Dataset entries
______________________________

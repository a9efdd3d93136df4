//! Shared test utilities for integration tests
//!
//! `FakeToolchain` stands in for `dtc`, `mkimage` and `fdtget` so the
//! scenario and the `fdtget` backend run without U-Boot's host tools. Its
//! `mkimage` writes a real FIT blob through the native serializer, and its
//! `fdtget` answers from that blob with the real tool's output formats.

use fitcheck::error::ProcessError;
use fitcheck::exec::ProcessRunner;
use fitcheck::tree::{FitNode, PropertyValue, TreeAccessor};
use fitcheck::verify::OracleTable;
use std::cell::RefCell;
use std::path::{Path, PathBuf};

/// Hash node order used by `templates/hash-images.its`.
pub const KERNEL_ALGOS: [&str; 7] = [
    "crc16-ccitt",
    "crc32",
    "md5",
    "sha1",
    "sha256",
    "sha384",
    "sha512",
];

/// What the fake `mkimage` should produce.
#[derive(Debug, Clone, Copy, PartialEq, Eq)]
pub enum FitShape {
    /// Correct digests for every algorithm
    Good,
    /// Last byte of this algorithm's digest flipped
    FlipByte(&'static str),
    /// Hash node for this algorithm omitted
    DropAlgo(&'static str),
    /// Image named `firmware@1` instead of `kernel@1`
    NoKernel,
    /// `mkimage` exits non-zero
    Broken,
}

/// Fake device-tree toolchain; records every invocation.
pub struct FakeToolchain {
    shape: FitShape,
    pub calls: RefCell<Vec<(String, Vec<String>)>>,
}

impl FakeToolchain {
    pub fn new(shape: FitShape) -> Self {
        Self {
            shape,
            calls: RefCell::new(Vec::new()),
        }
    }

    pub fn programs(&self) -> Vec<String> {
        self.calls.borrow().iter().map(|(p, _)| p.clone()).collect()
    }

    fn dtc(&self, args: &[String]) -> Result<String, ProcessError> {
        let out = value_after(args, "-o").expect("dtc called without -o");
        let dtb = FitNode::new("")
            .with_string("model", "Sandbox Verified Boot Test")
            .with_string("compatible", "sandbox")
            .to_dtb();
        std::fs::write(out, dtb).unwrap();
        Ok(String::new())
    }

    fn mkimage(&self, args: &[String]) -> Result<String, ProcessError> {
        if self.shape == FitShape::Broken {
            return Err(ProcessError::Failed {
                program: "mkimage".to_string(),
                status: "exit status: 1".to_string(),
                stderr: "Can't read test-kernel.bin".to_string(),
            });
        }
        let dtc_args = value_after(args, "-D").expect("mkimage called without -D");
        let include_dir = PathBuf::from(value_after(&split(dtc_args), "-i").unwrap());
        let dest = args.last().unwrap();

        let payload = std::fs::read(include_dir.join("test-kernel.bin")).unwrap();
        let dtb = std::fs::read(include_dir.join("sandbox-kernel.dtb")).unwrap();
        std::fs::write(dest, build_fit(&payload, &dtb, self.shape).to_dtb()).unwrap();
        Ok(String::new())
    }
}

impl ProcessRunner for FakeToolchain {
    fn run(&self, program: &str, args: &[String]) -> Result<String, ProcessError> {
        self.calls
            .borrow_mut()
            .push((program.to_string(), args.to_vec()));
        if args.first().map(String::as_str) == Some("--version") {
            return Ok(format!("{} (fake)\n", program));
        }
        match program {
            "dtc" => self.dtc(args),
            "mkimage" => self.mkimage(args),
            "fdtget" => fdtget(args),
            other => Err(ProcessError::Spawn {
                program: other.to_string(),
                source: std::io::Error::new(std::io::ErrorKind::NotFound, "not faked"),
            }),
        }
    }
}

/// The digests a real `mkimage` would embed. Only the oracle payload hashes
/// to the oracle digests; any other payload gets digests that cannot match.
fn digest_for(payload: &[u8], algo: &str) -> Vec<u8> {
    let oracle = OracleTable::kernel();
    let expected = hex::decode(oracle.get(algo).unwrap()).unwrap();
    if payload == vec![0xa5u8; 500].as_slice() {
        return expected;
    }
    blake3::hash(payload).as_bytes().iter().cycle().take(expected.len()).copied().collect()
}

/// FIT tree shaped like the one `mkimage -f hash-images.its` produces.
pub fn build_fit(payload: &[u8], dtb: &[u8], shape: FitShape) -> FitNode {
    let image_name = if shape == FitShape::NoKernel {
        "firmware@1"
    } else {
        "kernel@1"
    };
    let mut image = FitNode::new(image_name)
        .with_bytes("data", payload)
        .with_string("type", "kernel_noload")
        .with_string("arch", "sandbox")
        .with_string("os", "linux")
        .with_string("compression", "none");
    for (i, &algo) in KERNEL_ALGOS.iter().enumerate() {
        if shape == FitShape::DropAlgo(algo) {
            continue;
        }
        let mut value = digest_for(payload, algo);
        if shape == FitShape::FlipByte(algo) {
            if let Some(last) = value.last_mut() {
                *last ^= 0xff;
            }
        }
        image = image.with_child(
            FitNode::new(format!("hash-{}", i))
                .with_bytes("value", &value)
                .with_string("algo", algo),
        );
    }

    let fdt = FitNode::new("fdt@1")
        .with_string("description", "snow")
        .with_bytes("data", dtb)
        .with_string("type", "flat_dt")
        .with_child(
            FitNode::new("hash-0")
                .with_bytes("value", &[0xde, 0xad, 0xbe, 0xef])
                .with_string("algo", "crc32"),
        );

    FitNode::new("")
        .with_string("description", "Chrome OS kernel image with one or more FDT blobs")
        .with_bytes("timestamp", &[0x65, 0x00, 0x00, 0x00])
        .with_child(FitNode::new("images").with_child(image).with_child(fdt))
        .with_child(
            FitNode::new("configurations")
                .with_string("default", "conf@1")
                .with_child(
                    FitNode::new("conf@1")
                        .with_string("kernel", "kernel@1")
                        .with_string("fdt", "fdt@1"),
                ),
        )
}

/// Write a FIT of the given shape holding the oracle payload.
pub fn write_fit(dir: &Path, shape: FitShape) -> PathBuf {
    let path = dir.join("test.fit");
    let dtb = FitNode::new("").with_string("model", "sandbox").to_dtb();
    std::fs::write(&path, build_fit(&[0xa5; 500], &dtb, shape).to_dtb()).unwrap();
    path
}

/// Answer an `fdtget` query the way the real tool prints results.
fn fdtget(args: &[String]) -> Result<String, ProcessError> {
    let not_found = |what: &str| ProcessError::Failed {
        program: "fdtget".to_string(),
        status: "exit status: 1".to_string(),
        stderr: format!("Error at '{}': FDT_ERR_NOTFOUND", what),
    };
    let (flag, rest) = match args.first().map(String::as_str) {
        Some(f) if f.starts_with('-') => (Some(f), &args[1..]),
        _ => (None, args),
    };
    let tree = FitNode::load(Path::new(&rest[0])).map_err(|e| ProcessError::Failed {
        program: "fdtget".to_string(),
        status: "exit status: 1".to_string(),
        stderr: e.to_string(),
    })?;

    match flag {
        Some("-l") => {
            let children = tree.list_children(&rest[1]).map_err(|_| not_found(&rest[1]))?;
            Ok(children.iter().map(|c| format!("{}\n", c)).collect())
        }
        Some("-tbx") => {
            let value = tree
                .get_property_value(&rest[1], &rest[2])
                .map_err(|_| not_found(&rest[1]))?;
            let tokens: Vec<String> = value.to_raw().iter().map(|b| format!("{:x}", b)).collect();
            Ok(format!("{}\n", tokens.join(" ")))
        }
        None => {
            let value: PropertyValue = tree
                .get_property_value(&rest[1], &rest[2])
                .map_err(|_| not_found(&rest[1]))?;
            Ok(format!("{}\n", value.render()))
        }
        Some(other) => panic!("unexpected fdtget flag {}", other),
    }
}

fn value_after<'a>(args: &'a [String], flag: &str) -> Option<&'a String> {
    args.iter()
        .position(|a| a == flag)
        .and_then(|i| args.get(i + 1))
}

fn split(s: &str) -> Vec<String> {
    s.split_whitespace().map(str::to_string).collect()
}

/// Directory holding the shipped image description and device-tree source.
pub fn templates_dir() -> PathBuf {
    PathBuf::from(env!("CARGO_MANIFEST_DIR")).join("templates")
}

______________________________

What is needed: Return every line holding the word "OracleTable" from the records.

Response to the exercise:
use fitcheck::verify::OracleTable;
    let oracle = OracleTable::kernel();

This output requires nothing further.